Excuse me? Is that the new gun lobby slogan… “guns don’t kill people; Sigs kill people”? I’m a big fan of Sigs, but, last time I checked, they aren’t the only lethal weapon on the market.   

Carolyn’s husband then stepped into the discussion and wisely pointed out that bullet placement, not brand name, determine how much damage you do in a personal defense encounter.

The couple wisely exited that particular shop. 

I was very disappointed, but not ready to give up. Next, we went to Carter’s Country,” Carolyn recalls. “We were also looking for a couple of items…among other things, I needed a new clip for my Bersa Thunder .380. I started looking around and the gentleman helping us (he was 74 years old) started asking me questions about what I was looking for. I told him and he promptly pulled all three Rugers out and laid them side-by-side. He then went on to talk about each one in a language I could understand. I told him my problem with my husband’s Ruger 9 mm – it was just tooooo loud for me and that and the possible recoil scared me. He then pulled out the SIG P238. It was a LOT more than I ever intended to spend, but when he described the gun and pointed out several similarities to the Bersa Thunder I was using, it was a no-brainer for me. The salesman spent a lot of unrushed time with me and made me feel really good and quite comfortable with the P238.

I was relieved to hear that Carolyn’s experience at the second shop was much improved. Sounds like she not only got a great salesman, but also someone whose lifelong love of guns and shooting made him eager to share his expertise. And, the best news of all for that shop, was that he managed to upsell her a more expensive gun (and a very good one) while securing a permanent customer. You can bet that, the next time Carolyn and her husband have firearms needs, they won’t mess around trying out other shops…they’ll go straight to the guy who treated them well.

Carolyn’s story is only one example of why I added that chapter to my book. I wanted to offer some tips on what women might anticipate — and SHOULD demand — from a firearms retailer. And I wanted to make sure lady shooters understood that, no matter how negative their first experience might have been, there ARE shops out there that will value your patronage and work hard to keep it.

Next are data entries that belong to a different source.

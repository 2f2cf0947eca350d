//! Risk stratification for the SCCCG-AML2025 protocol.
//!
//! [`classify`] is a pure decision table: given the baseline genetic tier and
//! the measurements of one treatment stage it returns a tier and the
//! condition that decided it. No state is kept between calls and stages are
//! not required to arrive in clinical order.

pub mod classifier;
pub mod finding;
pub mod input;
pub mod thresholds;

pub use classifier::*;
pub use finding::*;
pub use input::*;
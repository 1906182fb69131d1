use std::sync::Arc;

use axum::extract::{Path, State};
use axum::Json;
use chrono::Utc;
use serde::{Deserialize, Serialize};

use crate::api::response::{ApiError, AppJson, JSend};
use crate::auth::{self, AdminUser};
use crate::storage::models::Account;
use crate::AppState;

// ============================================================================
// Types
// ============================================================================

#[derive(Debug, Deserialize)]
pub struct CreateAccountRequest {
    pub username: String,
    pub email: String,
    pub password: String,
    #[serde(default)]
    pub admin: bool,
}

#[derive(Debug, Serialize)]
pub struct AccountResponse {
    pub id: String,
    pub username: String,
    pub email: String,
    pub admin: bool,
    pub created_at: String,
}

// ============================================================================
// Handlers
// ============================================================================

pub async fn create_account(
    State(state): State<Arc<AppState>>,
    AdminUser(_): AdminUser,
    AppJson(req): AppJson<CreateAccountRequest>,
) -> Result<Json<JSend<AccountResponse>>, ApiError> {
    if req.username.trim().is_empty() {
        return Err(ApiError::bad_request("username must not be empty"));
    }
    if req.password.is_empty() {
        return Err(ApiError::bad_request("password must not be empty"));
    }

    if state
        .db
        .username_exists(&req.username)
        .map_err(|e| ApiError::internal(e.to_string()))?
    {
        return Err(ApiError::conflict(format!(
            "username '{}' is already in use",
            req.username
        )));
    }

    let account = Account {
        id: uuid::Uuid::new_v4().to_string(),
        username: req.username,
        email: req.email,
        password_hash: auth::hash_password(&req.password)
            .map_err(|e| ApiError::internal(e.to_string()))?,
        admin: req.admin,
        storage_dir: None,
        created_at: Utc::now(),
    };

    state
        .db
        .put_account(&account)
        .map_err(|e| ApiError::internal(e.to_string()))?;

    tracing::debug!(account_id = %account.id, username = %account.username, "Created account");
    Ok(JSend::success(account_to_response(&account)))
}

pub async fn get_account(
    State(state): State<Arc<AppState>>,
    AdminUser(_): AdminUser,
    Path(id): Path<String>,
) -> Result<Json<JSend<AccountResponse>>, ApiError> {
    let account = state
        .db
        .get_account(&id)
        .map_err(|e| ApiError::internal(e.to_string()))?
        .ok_or_else(|| ApiError::not_found("Account not found"))?;

    Ok(JSend::success(account_to_response(&account)))
}

pub async fn list_accounts(
    State(state): State<Arc<AppState>>,
    AdminUser(_): AdminUser,
) -> Result<Json<JSend<Vec<AccountResponse>>>, ApiError> {
    let mut accounts = state
        .db
        .get_all_accounts()
        .map_err(|e| ApiError::internal(e.to_string()))?;

    accounts.sort_by(|a, b| a.username.cmp(&b.username));

    Ok(JSend::success(
        accounts.iter().map(account_to_response).collect(),
    ))
}

pub async fn delete_account(
    State(state): State<Arc<AppState>>,
    AdminUser(admin): AdminUser,
    Path(id): Path<String>,
) -> Result<Json<JSend<()>>, ApiError> {
    if admin.id == id {
        return Err(ApiError::bad_request("Cannot delete your own account"));
    }

    let deleted = state
        .db
        .delete_account(&id)
        .map_err(|e| ApiError::internal(e.to_string()))?;

    if !deleted {
        return Err(ApiError::not_found("Account not found"));
    }

    tracing::debug!(account_id = %id, "Deleted account");
    Ok(JSend::success(()))
}

// ============================================================================
// Helpers
// ============================================================================

pub(super) fn account_to_response(account: &Account) -> AccountResponse {
    AccountResponse {
        id: account.id.clone(),
        username: account.username.clone(),
        email: account.email.clone(),
        admin: account.admin,
        created_at: account.created_at.to_rfc3339(),
    }
}
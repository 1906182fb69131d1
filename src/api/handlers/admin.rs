use std::sync::Arc;

use axum::extract::State;
use axum::Json;
use serde::Serialize;

use crate::api::response::{ApiError, JSend};
use crate::AppState;

// ============================================================================
// Types
// ============================================================================

#[derive(Debug, Serialize)]
pub struct HealthResponse {
    pub status: String,
    pub version: String,
}

#[derive(Debug, Serialize)]
pub struct PurgeResponse {
    pub files_deleted: u64,
    pub accounts_deleted: u64,
    pub categories_deleted: u64,
}

// ============================================================================
// Handlers
// ============================================================================

pub async fn health() -> Json<JSend<HealthResponse>> {
    JSend::success(HealthResponse {
        status: "ok".to_string(),
        version: env!("CARGO_PKG_VERSION").to_string(),
    })
}

pub async fn admin_purge(
    State(state): State<Arc<AppState>>,
) -> Result<Json<JSend<PurgeResponse>>, ApiError> {
    let stats = state
        .db
        .purge_all()
        .map_err(|e| ApiError::internal(e.to_string()))?;

    tracing::warn!(
        files = stats.files,
        accounts = stats.accounts,
        "Purged all data"
    );

    Ok(JSend::success(PurgeResponse {
        files_deleted: stats.files,
        accounts_deleted: stats.accounts,
        categories_deleted: stats.categories,
    }))
}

Guns are not only a costly investment but they should never be an impulse buy (at least not if you are a first-time buyer)! New shooters, be they male or female, should always feel comfortable asking questions and weighing their options carefully. It behooves gun shop owners to emphasize customer service and to make sure their sales staff has at least a basic understanding of the products they are selling.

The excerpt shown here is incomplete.